Also the sum of the figures of the 4 boxes that form a cross (those that are in the middle between two adjacent corners), add up to Cm2. The particularity of n=even_odd produces two cases.


_C_
R_U
_Z_


__C1C2__
______
R1____U1
R2____U2
______
__Z1Z2__
  • For the case of n=impar: Cm2= C +R +U +Z (left drawing).
  • And for the case of n=par the two adjacent boxes that form the cross in the same conditions, only in this case being two groups of 4 boxes, is twice CM; =2 Cm2): Cm2=(C1 +C2 +R1 +R2 + U1 +U2 +Z1 +Z2)/2 (drawing from the right).

A square of n=3 is shown for an example of an odd case, and one of n=6 for an example of an even case.
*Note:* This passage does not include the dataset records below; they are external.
//! CAPS 目录的输入清单与路径模板.
//!
//! CAPS (ClinicA Processed Structure) 是转换/预处理产物的目录规范.
//! 本模块解析受试者清单 TSV, 并按规范拼出各类特征文件的路径:
//! 体素级概率图、图谱区域统计 TSV、皮层顶点投影. 数值加载本身
//! 不在本 crate 范围内, 由下游协作方完成.

use std::error::Error;
use std::fmt;
use std::fs;
use std::path::{Path, PathBuf};

/// CAPS 输入层错误.
#[derive(Debug)]
pub enum CapsError {
    /// 清单 TSV 格式不正确.
    Manifest {
        /// 清单文件路径.
        path: PathBuf,
        /// 具体问题描述.
        detail: String,
    },

    /// 名称不在合法取值范围内 (影像类型/图谱).
    BadName {
        /// 名称类别.
        kind: &'static str,
        /// 给定的非法名称.
        name: String,
    },

    /// 期望存在的特征文件缺失. 一次性收集全部缺失项.
    MissingFiles(Vec<PathBuf>),

    /// 文件系统操作失败.
    Io {
        /// 相关路径.
        path: PathBuf,
        /// 底层 I/O 错误.
        source: std::io::Error,
    },
}

impl fmt::Display for CapsError {
    fn fmt(&self, f: &mut fmt::Formatter<'_>) -> fmt::Result {
        match self {
            CapsError::Manifest { path, detail } => {
                write!(f, "清单 `{}` 格式不正确: {detail}", path.display())
            }
            CapsError::BadName { kind, name } => {
                write!(f, "非法{kind}名称 `{name}`")
            }
            CapsError::MissingFiles(files) => {
                writeln!(f, "缺失 {} 个文件:", files.len())?;
                for file in files {
                    writeln!(f, "    {}", file.display())?;
                }
                Ok(())
            }
            CapsError::Io { path, source } => {
                write!(f, "读取 `{}` 失败: {source}", path.display())
            }
        }
    }
}

impl Error for CapsError {
    fn source(&self) -> Option<&(dyn Error + 'static)> {
        match self {
            CapsError::Io { source, .. } => Some(source),
            _ => None,
        }
    }
}

fn read_tsv(path: &Path) -> Result<Vec<Vec<String>>, CapsError> {
    let body = fs::read_to_string(path).map_err(|e| CapsError::Io {
        path: path.to_owned(),
        source: e,
    })?;
    Ok(body
        .lines()
        .filter(|l| !l.trim().is_empty())
        .map(|l| l.split('\t').map(|cell| cell.trim().to_owned()).collect())
        .collect())
}

/// 受试者-会话清单, 来自两列 TSV.
#[derive(Debug, Clone)]
pub struct SubjectsVisits {
    /// 受试者 id 列 (`sub-*`).
    pub subjects: Vec<String>,

    /// 会话 id 列 (`ses-*`), 与 `subjects` 逐行对应.
    pub sessions: Vec<String>,
}

impl SubjectsVisits {
    /// 从 TSV 文件读取清单.
    ///
    /// 表头必须恰好是 `participant_id`、`session_id` 两列,
    /// 列序不可交换. 其余任何形式都是格式错误.
    pub fn from_tsv<P: AsRef<Path>>(path: P) -> Result<Self, CapsError> {
        let path = path.as_ref();
        let rows = read_tsv(path)?;
        let bad = |detail: String| CapsError::Manifest {
            path: path.to_owned(),
            detail,
        };

        let Some(header) = rows.first() else {
            return Err(bad("文件为空".into()));
        };
        if header != &["participant_id", "session_id"] {
            return Err(bad(format!("表头应为 participant_id/session_id, 实为 {header:?}")));
        }

        let mut subjects = Vec::with_capacity(rows.len() - 1);
        let mut sessions = Vec::with_capacity(rows.len() - 1);
        for (lineno, row) in rows.iter().enumerate().skip(1) {
            let [subject, session] = row.as_slice() else {
                return Err(bad(format!("第 {} 行不是两列", lineno + 1)));
            };
            subjects.push(subject.clone());
            sessions.push(session.clone());
        }
        Ok(Self { subjects, sessions })
    }

    /// 清单条目数.
    #[inline]
    pub fn len(&self) -> usize {
        self.subjects.len()
    }

    /// 清单是否为空.
    #[inline]
    pub fn is_empty(&self) -> bool {
        self.subjects.is_empty()
    }

    /// 逐行迭代 (受试者, 会话) 对.
    pub fn iter(&self) -> impl Iterator<Item = (&str, &str)> {
        self.subjects
            .iter()
            .map(String::as_str)
            .zip(self.sessions.iter().map(String::as_str))
    }
}

/// 诊断标签清单, 来自含 `diagnosis` 列的 TSV.
#[derive(Debug, Clone)]
pub struct Diagnoses {
    /// 逐受试者的诊断标签, 与受试者清单同序.
    pub labels: Vec<String>,
}

impl Diagnoses {
    /// 从 TSV 文件读取诊断列. 表头必须含 `diagnosis` 列, 位置不限.
    pub fn from_tsv<P: AsRef<Path>>(path: P) -> Result<Self, CapsError> {
        let path = path.as_ref();
        let rows = read_tsv(path)?;
        let bad = |detail: String| CapsError::Manifest {
            path: path.to_owned(),
            detail,
        };

        let Some(header) = rows.first() else {
            return Err(bad("文件为空".into()));
        };
        let Some(col) = header.iter().position(|h| h == "diagnosis") else {
            return Err(bad("缺少 diagnosis 列".into()));
        };

        let mut labels = Vec::with_capacity(rows.len() - 1);
        for (lineno, row) in rows.iter().enumerate().skip(1) {
            let Some(label) = row.get(col) else {
                return Err(bad(format!("第 {} 行缺少 diagnosis 值", lineno + 1)));
            };
            labels.push(label.clone());
        }
        Ok(Self { labels })
    }

    /// 将标签映射为类别下标.
    ///
    /// 类别按标签字典序去重排序后编号, 与标签字符串本身无关:
    /// 例如 `AD/CN/AD` 映射为 `0/1/0`.
    pub fn class_indices(&self) -> Vec<usize> {
        let mut unique: Vec<&str> = self.labels.iter().map(String::as_str).collect();
        unique.sort_unstable();
        unique.dedup();
        self.labels
            .iter()
            .map(|label| {
                // 标签一定来自 unique 自身, 查找不会失败.
                unique
                    .binary_search(&label.as_str())
                    .unwrap_or_default()
            })
            .collect()
    }
}

/// 特征影像类型.
#[derive(Debug, Clone, Copy, PartialEq, Eq)]
pub enum ImageType {
    /// T1 加权结构像 (SPM/DARTEL 灰质概率图).
    T1,
    /// FDG PET.
    Fdg,
    /// AV45 PET.
    Av45,
    /// PiB PET.
    Pib,
    /// Flutemetamol PET.
    Flute,
    /// 弥散加权成像.
    Dwi,
}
Observe that in the even case, the two central squares of CROSS are taken, which is why we must then divide by two.


  • The example shown above the magic square with the case of n= 7 has been framed in the table: when applying C=1225; Nb=25; Cm= 25×7=175; Cm2= 175- (25(7-4)=100
  • You can check Cm2=R+S+T+U, (the corners, in yellow 22 + 4 + 46 + 28) = 100
  • You can also check Cm2=C+R+U+Z,(the centers on the cross, in dark 41 + 13 + 9 + 37) = 100
I mean C+R+U+Z=R+S+T+U


side n of the squareCasillas ##Summary (n2+1)×(n2/2)Magical Figure C/nBase number Cm/nMagical Figure-2 Cm2= 4Cm / n
nn2CCmNbCm2
111114 No mag.
241052.510 No mag.
394515520
416136348.534
525325651352
63666611118.574
749122517525100
864208026032.5 130
981332136941164


2247 16 4110 354
5234817421129
3062449183612
1331 7 2543 1937
3814321264420
213983322745
4615 40 934 328

.

  • It can be understood that the square of 1, does not have 4 corners, and yet its magic figure-2, is 4, as it cannot add more than 1, it remains out of being an esoteric magical square.
  • The square of two, if it has 4 corners, but its magic figure-2 throws a result of 10, which is impossible. It is explained above in this article, why a magical square of n=2, is not (Cm does not work), and here also why it is not esoteric.

School properties

In an esoteric magic square the following condition is also met (in addition to everything previously explained):

♪ In odd cases: We get the Magic Figure-2 in the esoteric magic squares by multiplying the central value of the box by 4
♪ In the case of the pair squares: We obtain the Magic Figure-2 with the sum of its 4 central squares (as is the case with the cross centers explained above in which to be taken 2).

That is, the 'specific weight' from the center remains in equilibrium. If we wanted to use a general formula, it would be this: the mean of the central cells * 4. Since the odd cases do not have a central cell as the only one, the smallest case that meets this condition should be considered, always being 4 cells.

It can be checked with the example of 7 cells above, or with the one of 3, etc.


Positional properties

By which an esoteric magic square is considered to be ordered when other conditions are also met that are slightly different in the squares of n-even than those of n-odd. (The same square, rotated or reflected, ceases to be ordered, although it does not cease to be esoteric.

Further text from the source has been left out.